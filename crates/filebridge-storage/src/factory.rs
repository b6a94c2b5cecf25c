#[cfg(feature = "storage-local")]
use crate::LocalStorage;
use crate::{MemoryStorage, Storage, StorageBackend, StorageError, StorageResult};
use filebridge_core::Config;
use std::sync::Arc;

/// Create a storage backend based on configuration
pub async fn create_storage(config: &Config) -> StorageResult<Arc<dyn Storage>> {
    match config.storage_backend() {
        StorageBackend::Memory => Ok(Arc::new(MemoryStorage::new())),

        #[cfg(feature = "storage-local")]
        StorageBackend::Local => {
            let base_path = config.local_storage_path().ok_or_else(|| {
                StorageError::ConfigError("LOCAL_STORAGE_PATH not configured".to_string())
            })?;

            let storage = LocalStorage::new(base_path).await?;
            Ok(Arc::new(storage))
        }

        #[cfg(not(feature = "storage-local"))]
        StorageBackend::Local => Err(StorageError::ConfigError(
            "Local storage backend not available (storage-local feature not enabled)".to_string(),
        )),
    }
}
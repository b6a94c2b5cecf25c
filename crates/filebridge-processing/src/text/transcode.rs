use super::codec::{decode, encode};
use super::error::TextError;
use super::{SourceEncoding, TextEncoding};

/// Output of [`transcode`].
#[derive(Debug, Clone, PartialEq, Eq)]
pub struct Transcoded {
    pub bytes: Vec<u8>,
    /// Declared source, or the detected one for `auto`
    pub source: TextEncoding,
    pub target: TextEncoding,
    /// Characters replaced with `?`; always zero unless `allow_lossy` was set
    pub replaced: usize,
}

/// Strictly decode `bytes` and re-encode them as `target`.
///
/// With `allow_lossy == false`, any unrepresentable character fails the whole conversion.
pub fn transcode(
    bytes: &[u8],
    source: SourceEncoding,
    target: TextEncoding,
    allow_lossy: bool,
) -> Result<Transcoded, TextError> {
    let decoded = decode(bytes, source)?;
    let encoded = encode(&decoded.text, target);

    if !allow_lossy && !encoded.is_lossless() {
        return Err(TextError::Unrepresentable {
            encoding: target.as_str(),
            count: encoded.replaced,
        });
    }

    tracing::debug!(
        source = %decoded.encoding,
        target = %target,
        input_bytes = bytes.len(),
        output_bytes = encoded.bytes.len(),
        replaced = encoded.replaced,
        "Transcoded text"
    );

    Ok(Transcoded {
        bytes: encoded.bytes,
        source: decoded.encoding,
        target,
        replaced: encoded.replaced,
    })
}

- - -

§ WHAT THE EXERCISE ASKS: Leave out every line after the one with "based on configuration". Reproduce the material above exactly from its first line through that line.

§ ANSWER SPACE:
filename crates/filebridge-storage/src/factory.rs
repository b6a94c2b5cecf25c
#[cfg(feature = "storage-local")]
use crate::LocalStorage;
use crate::{MemoryStorage, Storage, StorageBackend, StorageError, StorageResult};
use filebridge_core::Config;
use std::sync::Arc;

/// Create a storage backend based on configuration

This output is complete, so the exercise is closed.